Extracted entries »
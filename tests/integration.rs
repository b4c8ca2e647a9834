//! End-to-end integration tests for the fieldwise pipeline.
//!
//! These tests drive the three public entry points (label extraction,
//! intent classification, field resolution) with stub backends, covering
//! both resolution strategies and every degraded path.

use std::sync::Arc;

use fieldwise::context::{Context, FieldValue};
use fieldwise::derive::{EmissionsRequest, GridTable, calculate_emissions};
use fieldwise::embed::{Embedder, HashEmbedder};
use fieldwise::error::{BackendError, BackendResult, InputError};
use fieldwise::extract::extract_labels;
use fieldwise::intent::{
    ClassifierKind, HostedClassifier, HostedIntent, HostedOutcome, IntentType, Slot, classify_intent,
};
use fieldwise::pipeline::{Pipeline, PipelineRequest};
use fieldwise::resolve::{Method, Resolver, Strategy};
use fieldwise::config::ResolverConfig;
use fieldwise::vocab::{CanonicalField, Vocabulary};

// ── Stub backends ───────────────────────────────────────────────────────

/// Maps a fixed set of texts to 2-d unit vectors; every other text maps to
/// the second axis.
struct AngleEmbedder {
    table: Vec<(String, f32)>,
}

impl AngleEmbedder {
    /// `label` gets cosine `similarity` with the `kwh` synonym.
    fn with_label(label: &str, similarity: f32) -> Self {
        Self {
            table: vec![
                ("energy consumption".into(), 1.0),
                (label.into(), similarity),
            ],
        }
    }
}

impl Embedder for AngleEmbedder {
    fn name(&self) -> &str {
        "angle"
    }

    fn encode(&self, texts: &[String]) -> BackendResult<Vec<Vec<f32>>> {
        Ok(texts
            .iter()
            .map(|t| match self.table.iter().find(|(k, _)| k == t) {
                Some((_, cos)) => vec![*cos, (1.0 - cos * cos).max(0.0).sqrt()],
                None => vec![0.0, -1.0],
            })
            .collect())
    }
}

struct Unavailable;

impl Embedder for Unavailable {
    fn name(&self) -> &str {
        "unavailable"
    }

    fn encode(&self, _texts: &[String]) -> BackendResult<Vec<Vec<f32>>> {
        Err(BackendError::Timeout {
            backend: "unavailable".into(),
            timeout_secs: 1,
        })
    }
}

/// Returns the wrong number of vectors.
struct ShortBatch;

impl Embedder for ShortBatch {
    fn name(&self) -> &str {
        "short"
    }

    fn encode(&self, _texts: &[String]) -> BackendResult<Vec<Vec<f32>>> {
        Ok(vec![vec![1.0, 0.0]])
    }
}

struct FixedHosted(HostedOutcome);

impl HostedClassifier for FixedHosted {
    fn name(&self) -> &str {
        "fixed"
    }

    fn classify(&self, _utterance: &str) -> HostedOutcome {
        self.0.clone()
    }
}

fn energy_vocab() -> Arc<Vocabulary> {
    Arc::new(Vocabulary::from_fields([CanonicalField::new(
        "kwh",
        &["energy consumption"],
    )]))
}

fn semantic_resolver(embedder: impl Embedder + 'static) -> Resolver {
    Resolver::new(energy_vocab(), ResolverConfig::default()).with_embedder(Arc::new(embedder))
}

fn kwh_context() -> Context {
    Context::from_profile([("kWh", 3000.0)])
}

const FORM_LABELS: &[&str] = &[
    "Company Name:",
    "Email Address",
    "Phone:",
    "City:",
    "Postal code:",
    "Energy Consumption (kWh):",
    "Total emissions (tCO2e):",
    "Miscellaneous remarks",
    "Do you process personal data?",
];

fn rich_context() -> Context {
    let mut ctx = Context::from_profile([
        ("name", FieldValue::from("Bäckerei Nord GmbH")),
        ("email", FieldValue::from("info@baeckerei-nord.de")),
        ("postal_code", FieldValue::from("24937")),
    ]);
    ctx.merge_slots(&[Slot::new("kWh", 3000.0), Slot::new("city", "Flensburg")]);
    ctx.merge_derived([("tco2e", 1.26)]);
    ctx
}

// ── Scenarios ───────────────────────────────────────────────────────────

#[test]
fn extract_rejects_plain_sentence() {
    let labels = extract_labels(&["Company Name:", "random sentence.", "Email Address"]);
    let texts: Vec<&str> = labels.iter().map(|l| l.text.as_str()).collect();
    assert_eq!(texts, vec!["Company Name:", "Email Address"]);
}

#[test]
fn classify_energy_utterance_without_backend() {
    let c = classify_intent("We consumed 3000 kWh last month in Flensburg", None);
    assert_eq!(c.intent.intent_type, IntentType::EnergyAudit);
    assert!(c.intent.confidence >= 0.7);
    assert_eq!(c.slot("kWh"), Some(&FieldValue::Number(3000.0)));
    assert_eq!(c.slot("city"), Some(&FieldValue::from("Flensburg")));
    assert_eq!(c.slots.len(), 2);
    assert_eq!(c.classifier, ClassifierKind::Pattern);
}

#[test]
fn emissions_for_germany() {
    let estimate = GridTable::builtin()
        .estimate(&EmissionsRequest::new(3000.0).country("DE"))
        .unwrap();
    assert_eq!(estimate.tco2e, 1.26);
    assert_eq!(estimate.scope2_tco2e, 1.26);
}

#[test]
fn keyword_energy_consumption() {
    let r = fieldwise::resolve::resolve_fields(&["Energy Consumption (kWh):"], &kwh_context()).unwrap();
    assert_eq!(r.field_values["Energy Consumption (kWh):"], FieldValue::Number(3000.0));
    assert_eq!(r.mappings[0].method, Method::Keyword);
}

#[test]
fn unmappable_label_in_neither_set() {
    for resolver in [
        Resolver::new(Arc::new(Vocabulary::builtin()), ResolverConfig::default()),
        Resolver::new(Arc::new(Vocabulary::builtin()), ResolverConfig::default())
            .with_embedder(Arc::new(HashEmbedder::default())),
    ] {
        let r = resolver.resolve(&["Miscellaneous remarks"], &rich_context()).unwrap();
        assert!(!r.field_values.contains_key("Miscellaneous remarks"));
        assert!(!r.low_confidence.contains(&"Miscellaneous remarks".to_string()));
        assert_eq!(r.mappings[0].method, Method::Unresolved);
    }
}

// ── Properties ──────────────────────────────────────────────────────────

#[test]
fn emissions_reapplication_is_idempotent() {
    for kwh in [0.0, 0.4, 1.0, 999.9, 3000.0, 12_345.678, 1e7] {
        for g in [0.0, 0.05, 0.25, 0.42, 0.72, 1.3] {
            let first = calculate_emissions(kwh, g).unwrap();
            let second = calculate_emissions(first.kwh, g).unwrap();
            assert_eq!(first.tco2e, second.tco2e, "kwh={kwh} g={g}");
            assert_eq!(first, calculate_emissions(kwh, g).unwrap());
        }
    }
}

#[test]
fn unavailable_backend_equals_keyword_strategy() {
    let label_sets: [&[&str]; 3] = [
        FORM_LABELS,
        &["Energy Consumption (kWh):"],
        &["Miscellaneous remarks", "Your town?", "E-Mail *"],
    ];
    let keyword = Resolver::new(Arc::new(Vocabulary::builtin()), ResolverConfig::default());
    let degraded = Resolver::new(Arc::new(Vocabulary::builtin()), ResolverConfig::default())
        .with_embedder(Arc::new(Unavailable));

    for labels in label_sets {
        let expected = keyword.resolve(labels, &rich_context()).unwrap();
        let actual = degraded.resolve(labels, &rich_context()).unwrap();
        assert_eq!(actual, expected);
        assert_eq!(actual.strategy, Strategy::Keyword);
        assert!(
            actual
                .mappings
                .iter()
                .all(|m| matches!(m.method, Method::Keyword | Method::Inferred | Method::Unresolved))
        );
    }
}

#[test]
fn malformed_embeddings_fall_back_for_whole_request() {
    let r = semantic_resolver(ShortBatch)
        .resolve(&["Energy Consumption (kWh):", "Verbrauch"], &kwh_context())
        .unwrap();
    assert_eq!(r.strategy, Strategy::Keyword);
    assert_eq!(r.field_values.len(), 1);
}

#[test]
fn confidence_is_monotonic_in_similarity() {
    let label = "Verbrauch";
    let mut previous_rank = 0;
    let mut previous_confidence = 0.0f32;

    for step in 0..=20 {
        let similarity = step as f32 / 20.0;
        let r = semantic_resolver(AngleEmbedder::with_label(label, similarity))
            .resolve(&[label], &kwh_context())
            .unwrap();
        let m = &r.mappings[0];

        // 0 = unresolved, 1 = low confidence, 2 = resolved
        let rank = if !m.is_resolved() {
            0
        } else if r.low_confidence.iter().any(|l| l == label) {
            1
        } else {
            2
        };
        assert!(rank >= previous_rank, "rank dropped at similarity {similarity}");
        assert!(m.confidence >= previous_confidence);
        previous_rank = rank;
        previous_confidence = m.confidence;
    }
    assert_eq!(previous_rank, 2);
}

#[test]
fn low_confidence_band() {
    let cases = [(0.55, false, false), (0.65, true, true), (0.8, true, false)];
    for (similarity, resolved, low) in cases {
        let r = semantic_resolver(AngleEmbedder::with_label("Verbrauch", similarity))
            .resolve(&["Verbrauch"], &kwh_context())
            .unwrap();
        assert_eq!(r.strategy, Strategy::Semantic);
        assert_eq!(r.field_values.contains_key("Verbrauch"), resolved, "sim {similarity}");
        assert_eq!(r.low_confidence.contains(&"Verbrauch".to_string()), low, "sim {similarity}");
        if resolved {
            assert_eq!(r.mappings[0].method, Method::Semantic);
            assert!((r.mappings[0].confidence - similarity).abs() < 1e-4);
        }
    }
}

#[test]
fn configurable_threshold() {
    let config = ResolverConfig {
        similarity_threshold: 0.5,
        low_confidence_ceiling: 0.6,
    };
    let r = Resolver::new(energy_vocab(), config)
        .with_embedder(Arc::new(AngleEmbedder::with_label("Verbrauch", 0.55)))
        .resolve(&["Verbrauch"], &kwh_context())
        .unwrap();
    assert_eq!(r.low_confidence, vec!["Verbrauch".to_string()]);
}

#[test]
fn semantic_and_keyword_results_have_same_shape() {
    let keyword = Pipeline::default();
    let semantic = Pipeline::default().with_embedder(Arc::new(HashEmbedder::default()));
    let request = PipelineRequest {
        utterance: Some("We consumed 3000 kWh last month in Flensburg".into()),
        labels: FORM_LABELS.iter().map(|s| s.to_string()).collect(),
        ..Default::default()
    };

    let a = serde_json::to_value(keyword.process(&request).unwrap()).unwrap();
    let b = serde_json::to_value(semantic.process(&request).unwrap()).unwrap();
    let keys = |v: &serde_json::Value| {
        v.as_object()
            .map(|o| o.keys().cloned().collect::<Vec<_>>())
            .unwrap_or_default()
    };
    assert_eq!(keys(&a), keys(&b));
    assert_eq!(a["strategy"], "keyword");
    assert_eq!(b["strategy"], "semantic");
    assert_eq!(a["mappings"].as_array().map(Vec::len), Some(FORM_LABELS.len()));
    assert_eq!(b["mappings"].as_array().map(Vec::len), Some(FORM_LABELS.len()));
}

// ── Hosted classifier fallback ──────────────────────────────────────────

#[test]
fn hosted_answer_supersedes_patterns() {
    let hosted = FixedHosted(HostedOutcome::Ok(HostedIntent {
        intent_type: IntentType::DataProcessingRecord,
        slots: vec![Slot::new("purpose", "payroll")],
        confidence: 0.88,
    }));
    let c = classify_intent("We consumed 3000 kWh last month in Flensburg", Some(&hosted));
    assert_eq!(c.intent.intent_type, IntentType::DataProcessingRecord);
    assert_eq!(c.classifier, ClassifierKind::Hosted);
    assert_eq!(c.slots, vec![Slot::new("purpose", "payroll")]);
}

#[test]
fn hosted_failures_fall_back_to_patterns() {
    let utterance = "We consumed 3000 kWh last month in Flensburg";
    let expected = classify_intent(utterance, None);
    for outcome in [
        HostedOutcome::Unavailable("connection refused".into()),
        HostedOutcome::Unavailable("timed out after 10s".into()),
        HostedOutcome::Malformed("not JSON".into()),
    ] {
        let hosted = FixedHosted(outcome);
        assert_eq!(classify_intent(utterance, Some(&hosted)), expected);
    }
}

// ── Input errors ────────────────────────────────────────────────────────

#[test]
fn empty_label_list_is_user_error() {
    let empty: [&str; 0] = [];
    let err = Pipeline::default().resolve_fields(&empty, &kwh_context()).unwrap_err();
    assert!(matches!(err, InputError::EmptyLabels));
}

#[test]
fn unreadable_document_is_an_empty_result() {
    let pipeline = Pipeline::default();
    let source = fieldwise::extract::PlainTextSource::new("/nonexistent/form.txt");
    assert!(pipeline.extract_from(&source).is_empty());
}

// ── Concurrency ─────────────────────────────────────────────────────────

#[test]
fn concurrent_requests_share_one_pipeline() {
    let pipeline = Arc::new(Pipeline::default().with_embedder(Arc::new(HashEmbedder::default())));
    let expected = pipeline.resolve_fields(FORM_LABELS, &rich_context()).unwrap();

    std::thread::scope(|s| {
        for _ in 0..8 {
            let pipeline = Arc::clone(&pipeline);
            let expected = expected.clone();
            s.spawn(move || {
                let r = pipeline.resolve_fields(FORM_LABELS, &rich_context()).unwrap();
                assert_eq!(r, expected);
            });
        }
    });
}

#[test]
fn errors_render_as_diagnostics() {
    let err: fieldwise::error::FieldwiseError = InputError::EmptyLabels.into();
    let code = miette::Diagnostic::code(&err).map(|c| c.to_string());
    assert_eq!(code.as_deref(), Some("fieldwise::input::empty_labels"));
}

Your goal » When a line above includes the word "Miscellaneous", please list that line.

Final answer »
    "Miscellaneous remarks",
        let r = resolver.resolve(&["Miscellaneous remarks"], &rich_context()).unwrap();
        assert!(!r.field_values.contains_key("Miscellaneous remarks"));
        assert!(!r.low_confidence.contains(&"Miscellaneous remarks".to_string()));
        &["Miscellaneous remarks", "Your town?", "E-Mail *"],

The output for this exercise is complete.